-- Data for review follows --

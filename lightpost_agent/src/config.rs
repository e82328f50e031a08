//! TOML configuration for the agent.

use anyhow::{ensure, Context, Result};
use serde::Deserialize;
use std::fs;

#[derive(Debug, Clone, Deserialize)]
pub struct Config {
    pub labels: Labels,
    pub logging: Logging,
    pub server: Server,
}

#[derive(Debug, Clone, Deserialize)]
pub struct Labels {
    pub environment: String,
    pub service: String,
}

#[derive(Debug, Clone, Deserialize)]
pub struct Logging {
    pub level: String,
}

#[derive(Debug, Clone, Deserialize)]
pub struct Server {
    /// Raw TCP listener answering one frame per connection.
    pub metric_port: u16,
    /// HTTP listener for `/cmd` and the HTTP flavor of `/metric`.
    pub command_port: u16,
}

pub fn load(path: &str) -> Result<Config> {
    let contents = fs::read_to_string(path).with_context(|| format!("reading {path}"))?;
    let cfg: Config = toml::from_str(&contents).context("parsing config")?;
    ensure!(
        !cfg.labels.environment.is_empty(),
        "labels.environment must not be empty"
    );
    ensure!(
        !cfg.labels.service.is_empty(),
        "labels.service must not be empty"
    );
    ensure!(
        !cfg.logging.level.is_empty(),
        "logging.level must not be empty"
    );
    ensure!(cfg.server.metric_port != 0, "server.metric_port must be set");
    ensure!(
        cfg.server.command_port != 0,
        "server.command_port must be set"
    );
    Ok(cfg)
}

-- Data for review concluded --
-- Data for review follows --

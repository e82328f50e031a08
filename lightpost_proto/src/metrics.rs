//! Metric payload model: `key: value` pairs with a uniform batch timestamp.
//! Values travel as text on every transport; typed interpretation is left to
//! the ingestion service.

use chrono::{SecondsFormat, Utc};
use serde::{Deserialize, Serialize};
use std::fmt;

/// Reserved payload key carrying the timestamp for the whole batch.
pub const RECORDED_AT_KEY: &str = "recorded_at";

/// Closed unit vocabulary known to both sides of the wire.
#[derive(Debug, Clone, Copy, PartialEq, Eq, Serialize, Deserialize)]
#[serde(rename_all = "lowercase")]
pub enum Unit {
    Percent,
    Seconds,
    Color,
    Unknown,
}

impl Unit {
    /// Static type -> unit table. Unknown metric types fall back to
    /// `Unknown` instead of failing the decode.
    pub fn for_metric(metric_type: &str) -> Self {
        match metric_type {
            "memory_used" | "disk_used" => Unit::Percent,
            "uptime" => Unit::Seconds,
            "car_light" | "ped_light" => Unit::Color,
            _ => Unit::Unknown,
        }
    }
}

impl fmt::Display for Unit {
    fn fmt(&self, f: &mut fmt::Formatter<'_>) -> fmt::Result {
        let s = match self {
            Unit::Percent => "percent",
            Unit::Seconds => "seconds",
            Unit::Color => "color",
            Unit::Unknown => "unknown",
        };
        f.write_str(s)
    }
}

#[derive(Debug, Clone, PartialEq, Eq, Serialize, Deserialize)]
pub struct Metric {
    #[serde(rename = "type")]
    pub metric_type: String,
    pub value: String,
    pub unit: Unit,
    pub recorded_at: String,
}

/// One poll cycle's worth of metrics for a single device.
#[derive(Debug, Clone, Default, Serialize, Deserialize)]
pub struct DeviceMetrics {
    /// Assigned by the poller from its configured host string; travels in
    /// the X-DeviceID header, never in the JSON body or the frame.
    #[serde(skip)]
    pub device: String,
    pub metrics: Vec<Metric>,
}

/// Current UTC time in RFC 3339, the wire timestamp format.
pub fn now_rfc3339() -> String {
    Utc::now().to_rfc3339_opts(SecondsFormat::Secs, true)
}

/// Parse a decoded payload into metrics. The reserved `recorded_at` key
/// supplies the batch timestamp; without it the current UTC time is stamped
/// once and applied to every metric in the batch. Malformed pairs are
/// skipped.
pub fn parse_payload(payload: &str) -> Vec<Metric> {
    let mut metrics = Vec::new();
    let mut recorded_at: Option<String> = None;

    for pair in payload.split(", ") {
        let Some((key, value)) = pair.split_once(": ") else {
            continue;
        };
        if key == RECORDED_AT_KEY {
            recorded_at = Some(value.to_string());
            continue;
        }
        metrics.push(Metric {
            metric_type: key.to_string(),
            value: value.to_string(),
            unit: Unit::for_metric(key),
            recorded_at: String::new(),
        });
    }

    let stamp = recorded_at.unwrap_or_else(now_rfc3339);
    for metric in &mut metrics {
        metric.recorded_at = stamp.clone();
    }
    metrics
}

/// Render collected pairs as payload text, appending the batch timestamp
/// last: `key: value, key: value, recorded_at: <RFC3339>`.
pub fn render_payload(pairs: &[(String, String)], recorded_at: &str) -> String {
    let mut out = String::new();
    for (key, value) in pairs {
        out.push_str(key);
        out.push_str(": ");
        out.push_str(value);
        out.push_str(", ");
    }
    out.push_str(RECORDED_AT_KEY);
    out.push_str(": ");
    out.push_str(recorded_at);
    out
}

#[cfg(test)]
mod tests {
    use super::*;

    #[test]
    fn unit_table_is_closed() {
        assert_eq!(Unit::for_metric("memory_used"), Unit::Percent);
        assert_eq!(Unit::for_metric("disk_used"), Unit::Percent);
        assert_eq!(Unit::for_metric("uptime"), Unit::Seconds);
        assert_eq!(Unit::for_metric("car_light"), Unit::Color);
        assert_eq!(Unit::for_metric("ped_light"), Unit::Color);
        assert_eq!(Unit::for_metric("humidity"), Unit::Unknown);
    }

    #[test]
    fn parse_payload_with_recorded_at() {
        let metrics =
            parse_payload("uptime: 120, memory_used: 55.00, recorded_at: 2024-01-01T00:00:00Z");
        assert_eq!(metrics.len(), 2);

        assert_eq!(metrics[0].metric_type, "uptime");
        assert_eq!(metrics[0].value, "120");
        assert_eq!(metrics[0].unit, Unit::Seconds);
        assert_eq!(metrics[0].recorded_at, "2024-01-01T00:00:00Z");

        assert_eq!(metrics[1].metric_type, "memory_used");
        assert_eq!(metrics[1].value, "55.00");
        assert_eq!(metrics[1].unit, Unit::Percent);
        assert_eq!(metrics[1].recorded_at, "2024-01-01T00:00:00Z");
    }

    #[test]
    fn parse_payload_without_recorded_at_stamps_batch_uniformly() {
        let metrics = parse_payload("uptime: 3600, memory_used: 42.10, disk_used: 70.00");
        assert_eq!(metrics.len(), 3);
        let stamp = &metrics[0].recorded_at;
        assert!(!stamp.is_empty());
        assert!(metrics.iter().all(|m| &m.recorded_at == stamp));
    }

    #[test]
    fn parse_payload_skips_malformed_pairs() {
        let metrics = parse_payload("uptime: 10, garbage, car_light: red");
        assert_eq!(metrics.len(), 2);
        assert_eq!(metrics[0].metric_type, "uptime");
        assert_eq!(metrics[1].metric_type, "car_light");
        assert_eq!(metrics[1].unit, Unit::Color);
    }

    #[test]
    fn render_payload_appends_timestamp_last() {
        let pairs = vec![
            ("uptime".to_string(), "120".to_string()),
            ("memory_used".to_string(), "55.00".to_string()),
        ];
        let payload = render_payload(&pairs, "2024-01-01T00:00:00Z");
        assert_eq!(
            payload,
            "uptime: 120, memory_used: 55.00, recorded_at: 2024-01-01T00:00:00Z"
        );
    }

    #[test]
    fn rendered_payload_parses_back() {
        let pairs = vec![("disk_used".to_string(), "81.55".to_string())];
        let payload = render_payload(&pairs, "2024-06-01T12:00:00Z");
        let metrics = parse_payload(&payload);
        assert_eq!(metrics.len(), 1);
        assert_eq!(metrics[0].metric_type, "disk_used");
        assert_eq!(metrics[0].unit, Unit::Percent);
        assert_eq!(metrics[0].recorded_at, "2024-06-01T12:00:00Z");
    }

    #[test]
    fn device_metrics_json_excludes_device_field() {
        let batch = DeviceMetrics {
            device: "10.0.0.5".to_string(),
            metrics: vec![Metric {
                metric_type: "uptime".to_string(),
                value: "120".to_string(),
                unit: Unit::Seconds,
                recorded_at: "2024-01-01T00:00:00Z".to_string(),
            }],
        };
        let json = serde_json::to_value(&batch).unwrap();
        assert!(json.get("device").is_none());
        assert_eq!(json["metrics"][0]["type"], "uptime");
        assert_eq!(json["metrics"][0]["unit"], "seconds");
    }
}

-- Data for review concluded --

What you are asked to do :: Using the records above, set down exactly the lines from the one with "filename lightpost_agent/src/config.rs" through the one with "pub struct Labels", inclusive, and nothing more.

Worked solution ::
filename lightpost_agent/src/config.rs
repository e82328f50e031a08
//! TOML configuration for the agent.

use anyhow::{ensure, Context, Result};
use serde::Deserialize;
use std::fs;

#[derive(Debug, Clone, Deserialize)]
pub struct Config {
    pub labels: Labels,
    pub logging: Logging,
    pub server: Server,
}

#[derive(Debug, Clone, Deserialize)]
pub struct Labels {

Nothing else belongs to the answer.